Expliquei da melhor forma possível para que Hades entendesse. A habilidade de Naara afeta o subconsciente das pessoas, avaliando se elas têm um motivo para viver ou se já desistiram. Um exemplo simples seria: seres que não desejam mais viver ou aqueles que aceitaram a morte são afetados, enquanto alguém que tem um forte apego à vida não sucumbiria à sua influência.
“Então é assim… Uma habilidade assustadora, mas fácil de combater”, comentou Hades, absorvendo a informação.
Essa era a razão pela qual Naara era a última dos cavaleiros; quando atacados pelas outras maldições, apenas aqueles que perderam sua vontade de viver, pensando que seu fim estava próximo, seriam afetados. Doenças, guerras e uma falsa esperança – todos esses elementos combinados faziam com que a morte parecesse a melhor escolha ou a única saída.
“Bem, Naara não usa a habilidade dessa forma, mas adiciona algo que a torna ainda mais poderosa. Quando ela utiliza sua maldição, ao invés de ampliar o alcance, ela infunde sua arma com uma aura de morte, tornando seus cortes mais poderosos e corrosivos”, expliquei.
Se alguém fosse cortado pela lâmina de Naara, seu corpo começaria a se corroer como se estivesse sendo afetado por um veneno mortal. A dor resultante desse corte era algo que nem mesmo eu desejava experimentar, e a única forma de aliviar a agonia era matando Naara ou amputando o membro afetado.
“Todos são assustadores, mas e sua maldição? Como o mais temido dos cavaleiros, imagino que seja algo cruel…”, indagou Hades, com um olhar curioso.
Expliquei a Hades como minha maldição funcionava, e sua expressão de surpresa se transformou em algo diferente.

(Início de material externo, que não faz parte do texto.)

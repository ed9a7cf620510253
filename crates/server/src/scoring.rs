use docgate_core::{ClassifyResponse, RejectionReason};
use docgate_ocr::Extractor;
use docgate_validate::academic_matches;

/// Uploads larger than this are refused before decoding.
pub const MAX_IMAGE_BYTES: usize = 10 * 1024 * 1024;
/// Characters of recognised text echoed back in the response.
pub const TEXT_PREVIEW_CHARS: usize = 500;
/// Below this much text the image is reported as unreadable.
pub const MIN_TEXT_CHARS: usize = 5;
/// Keywords quoted in an acceptance reason.
const REASON_KEYWORDS: usize = 5;

/// Markup some recognizers leave in their output.
const SPECIAL_TOKENS: [&str; 3] = ["<s_cord-v2>", "</s>", "<pad>"];

/// Decode, recognise and score one upload.
pub fn classify_image(extractor: &Extractor, bytes: &[u8], min_matches: usize) -> ClassifyResponse {
    let image = match image::load_from_memory(bytes) {
        Ok(image) => image,
        Err(e) => {
            tracing::debug!("Upload did not decode: {e}");
            return ClassifyResponse::failure(format!("Classification failed: {e}"), e.to_string());
        }
    };
    let text = extractor.extract_text(&image, Some(bytes));
    classify_text(&text, min_matches)
}

/// Keyword scoring over recognised text.
pub fn classify_text(raw: &str, min_matches: usize) -> ClassifyResponse {
    let mut text = raw.to_lowercase();
    for token in SPECIAL_TOKENS {
        text = text.replace(token, "");
    }
    let text = text.trim();

    if text.chars().count() < MIN_TEXT_CHARS {
        return ClassifyResponse::failure("Failed to extract text from image.", "No text extracted");
    }

    let matched = academic_matches(text);
    let is_academic = matched.len() >= min_matches;
    let reason = if is_academic {
        let quoted: Vec<&str> = matched.iter().take(REASON_KEYWORDS).copied().collect();
        format!(
            "Document classified as academic (matched {} keywords: {})",
            matched.len(),
            quoted.join(", ")
        )
    } else {
        RejectionReason::NonAcademicContent.to_string()
    };
    tracing::info!(is_academic, score = matched.len(), "Classified upload");

    ClassifyResponse {
        is_academic,
        score: matched.len() as u32,
        text: text.chars().take(TEXT_PREVIEW_CHARS).collect(),
        reason,
        matched_keywords: matched.iter().map(|k| k.to_string()).collect(),
        error: None,
    }
}
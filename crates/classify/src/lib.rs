//! Binary "is this an academic document" classification, either on-device
//! through an inference engine or through a remote HTTP endpoint.

pub mod client;
pub mod config;
pub mod error;
pub mod on_device;
pub mod remote;

pub use client::ClassificationClient;
pub use config::{ClassifierConfig, OnDeviceConfig, PayloadEncoding, RemoteConfig, TensorLayout};
pub use error::{ClassifyError, RemoteError};
pub use on_device::{InferenceEngine, OnDeviceClassifier, OnDeviceSettings};
pub use remote::{RemoteClassifier, SCORE_SATURATION};

#[cfg(feature = "onnx")]
pub use on_device::ort_engine::OrtEngine;
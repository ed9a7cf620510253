use base64::Engine as _;
use docgate_core::{ClassificationResult, ClassifyResponse};
use futures_util::stream;
use reqwest::header::CONTENT_TYPE;
use reqwest::multipart::{Form, Part};
use reqwest::Body;
use std::time::Duration;
use tokio::sync::oneshot;

use crate::config::{PayloadEncoding, RemoteConfig};
use crate::error::{ClassifyError, RemoteError};

/// Keyword matches at which remote confidence reaches 1.0.
pub const SCORE_SATURATION: u32 = 5;

const UPLOAD_CHUNK_BYTES: usize = 64 * 1024;

/// Client for an HTTP classification endpoint.
pub struct RemoteClassifier {
    client: reqwest::Client,
    config: RemoteConfig,
}

impl RemoteClassifier {
    /// `send_timeout` bounds connecting plus uploading the image;
    /// `response_timeout` bounds the whole exchange.
    pub fn new(config: RemoteConfig) -> Result<Self, ClassifyError> {
        let client = reqwest::Client::builder()
            .connect_timeout(config.send_timeout())
            .build()
            .map_err(|e| ClassifyError::Client(e.to_string()))?;
        Ok(Self { client, config })
    }

    pub fn endpoint(&self) -> &str {
        &self.config.endpoint
    }

    /// Never fails: every transport or protocol problem is a rejection.
    pub async fn classify(&self, image_bytes: &[u8]) -> ClassificationResult {
        match self.request(image_bytes).await {
            Ok(response) => into_result(response),
            Err(e) => {
                tracing::warn!(endpoint = %self.config.endpoint, "Remote classification failed: {e}");
                ClassificationResult::rejected(e.to_string())
            }
        }
    }

    async fn request(&self, image_bytes: &[u8]) -> Result<ClassifyResponse, RemoteError> {
        let (sent_tx, sent_rx) = oneshot::channel();
        let builder = self
            .client
            .post(&self.config.endpoint)
            .timeout(self.config.response_timeout());

        let builder = match self.config.encoding {
            PayloadEncoding::Multipart => {
                let len = image_bytes.len() as u64;
                let part = Part::stream_with_length(upload_body(image_bytes.to_vec(), sent_tx), len)
                    .file_name("document");
                builder.multipart(Form::new().part("file", part))
            }
            PayloadEncoding::Base64Json => {
                // The base64 alphabet needs no JSON escaping.
                let encoded = base64::engine::general_purpose::STANDARD.encode(image_bytes);
                let json = format!(r#"{{"image":"{encoded}"}}"#);
                builder
                    .header(CONTENT_TYPE, "application/json")
                    .body(upload_body(json.into_bytes(), sent_tx))
            }
        };

        let send = builder.send();
        tokio::pin!(send);
        let response = tokio::select! {
            sent = &mut send => sent?,
            _ = upload_deadline(sent_rx, self.config.send_timeout()) => {
                return Err(RemoteError::UploadTimeout);
            }
        };

        let status = response.status();
        if !status.is_success() {
            return Err(RemoteError::Status(status.as_u16()));
        }
        let body = response.text().await?;
        serde_json::from_str(&body).map_err(|e| RemoteError::Parse(e.to_string()))
    }
}

/// Request body that signals `sent` once its last chunk has been taken by the
/// transport.
fn upload_body(payload: Vec<u8>, sent: oneshot::Sender<()>) -> Body {
    let chunks: Vec<Vec<u8>> = payload.chunks(UPLOAD_CHUNK_BYTES).map(<[u8]>::to_vec).collect();
    let stream = stream::unfold((chunks.into_iter(), Some(sent)), |(mut chunks, mut sent)| async move {
        match chunks.next() {
            Some(chunk) => Some((Ok::<_, std::io::Error>(chunk), (chunks, sent))),
            None => {
                if let Some(sent) = sent.take() {
                    let _ = sent.send(());
                }
                None
            }
        }
    });
    Body::wrap_stream(stream)
}

/// Resolves only when the upload is still unfinished after `limit`.
async fn upload_deadline(sent: oneshot::Receiver<()>, limit: Duration) {
    if tokio::time::timeout(limit, sent).await.is_ok() {
        std::future::pending::<()>().await;
    }
}

fn into_result(response: ClassifyResponse) -> ClassificationResult {
    let confidence = (response.score as f32 / SCORE_SATURATION as f32).min(1.0);
    let rationale = match (&response.error, response.reason.is_empty()) {
        (Some(error), true) => error.clone(),
        _ => response.reason.clone(),
    };
    tracing::debug!(accepted = response.is_academic, score = response.score, "Remote classification");
    ClassificationResult {
        accepted: response.is_academic,
        confidence,
        score: Some(response.score),
        rationale,
        extracted_text: (!response.text.is_empty()).then_some(response.text),
        matched_keywords: response.matched_keywords,
    }
}
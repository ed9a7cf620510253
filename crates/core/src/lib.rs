pub mod category;
pub mod classification;
pub mod geometry;
pub mod outcome;
pub mod thresholds;

pub use category::{CategoryDescriptor, CategoryError, CategoryKind, CategoryRegistry};
pub use classification::{ClassificationResult, ClassifyResponse};
pub use geometry::{Point, Quadrilateral};
pub use outcome::{RejectionReason, ValidationOutcome};
pub use thresholds::{AspectBand, Thresholds};
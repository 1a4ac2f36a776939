//! Conversion of bitvector expressions into typed AST.
//!
//! Reads of named roots resolve through a `SymbolTable`, and reads of the
//! packet symbol resolve through a `ChunkTable` to reads of the declared
//! header variables. `diff` walks struct and array layouts to find which
//! parts of a value changed between two states.

mod context;
mod diff;
#[cfg(test)]
mod test;
#[allow(clippy::module_inception)]
mod transpiler;

pub use self::context::{ChunkTable, Environment, SymbolTable};
pub use self::diff::{diff, Assignment, Location, Step};
pub use self::transpiler::{transpile, Transpiler};
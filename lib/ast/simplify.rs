//! Shape simplification of freshly built AST nodes.
//!
//! `simplify` only looks at the top of the node it is given. Children are
//! expected to already be simplified, which is how the transpiler builds
//! nodes: bottom-up, simplifying each node before attaching it to a parent.

use crate::ast::{Node, NodeRef};
use crate::types::{Type, TypeContext};
use crate::Error;

/// Collapse trivially reducible shapes.
///
/// * A concat of reads of one variable at adjacent offsets becomes one
/// wider read.
/// * A concat of two scalar constants becomes one constant.
/// * A read of a whole variable at offset 0 becomes the variable.
/// * A cast to the type a node already has is dropped.
///
/// Nodes which match no rule are returned as is, keeping their identity.
pub fn simplify(node: NodeRef, types: &TypeContext) -> Result<NodeRef, Error> {
    match *node {
        Node::Concat {
            ref left,
            ref right,
            ..
        } => {
            if let Some(merged) = merge_adjacent_reads(left, right, types)? {
                return simplify(merged, types);
            }
            if let (Some(l), Some(r)) = (left.constant_value(), right.constant_value()) {
                let bits = left.bits() + right.bits();
                if bits <= 64 {
                    let value = if right.bits() >= 64 { r } else { (l << right.bits()) | r };
                    return Ok(Node::constant(types.type_for(bits)?, value));
                }
            }
            Ok(node.clone())
        }
        Node::Read {
            ref variable,
            ref type_,
            ref index,
        } => {
            if index.constant_value() == Some(0) && type_.bits() == variable.type_().bits() {
                Ok(Node::variable(variable.clone()))
            } else {
                Ok(node.clone())
            }
        }
        Node::Cast {
            ref expr,
            ref type_,
        } => {
            if expr.type_() == type_ {
                Ok(expr.clone())
            } else {
                Ok(node.clone())
            }
        }
        _ => Ok(node.clone()),
    }
}

fn merge_adjacent_reads(
    left: &NodeRef,
    right: &NodeRef,
    types: &TypeContext,
) -> Result<Option<NodeRef>, Error> {
    let (
        Node::Read {
            variable: lv,
            type_: lt,
            index: li,
        },
        Node::Read {
            variable: rv,
            type_: rt,
            index: ri,
        },
    ) = (&**left, &**right)
    else {
        return Ok(None);
    };

    if lv != rv || lt.bits() % 8 != 0 || rt.bits() % 8 != 0 {
        return Ok(None);
    }

    match (li.constant_value(), ri.constant_value()) {
        (Some(l), Some(r)) if l == r + rt.bytes() as u64 => {
            let type_ = types.type_for(lt.bits() + rt.bits())?;
            let index = Node::constant(ri.type_().clone(), r);
            Ok(Some(Node::read(lv.clone(), type_, index)))
        }
        _ => Ok(None),
    }
}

Basicamente, minha habilidade sobrecarrega o corpo do alvo, enfraquecendo-o gradualmente, até que todas as suas funções vitais desapareçam, deixando-o em um estado vegetativo.
“Imagino que exista um limitador… Algo como – ‘Essa habilidade não funciona em deuses’ -“, sugeriu Hades, mas apenas sorri em resposta.
“Funciona em qualquer pessoa”, respondi sinceramente. “O motivo de ser considerada a mais forte é porque consigo afetar até mesmo seres como Samael, que era um anjo de alto nível. No entanto, a velocidade de reação da habilidade varia de acordo com o indivíduo. Quanto mais forte, mais lento é o processo.”
Já confirmei que ela funcionava em Belial e Samael, mas levou alguns dias para ver os resultados, então não é muito viável contra seres poderosos.
“Então é por isso que você envia os outros cavaleiros?”, perguntou Hades.
“Exatamente. Enfraquecer os alvos permite que minha maldição seja mais eficaz. No entanto, tenho várias semanas ou meses para trabalhar, então não importa muito se eles estão fracos ou não. A habilidade vai funcionar”, expliquei.
Foi então que olhei para as imagens dos meus companheiros na tela de mana. Naara estava no chão, e isso me surpreendeu.
“Hmm, parece que ela vai começar a lutar a sério. Uma pena para a princesa do gelo.”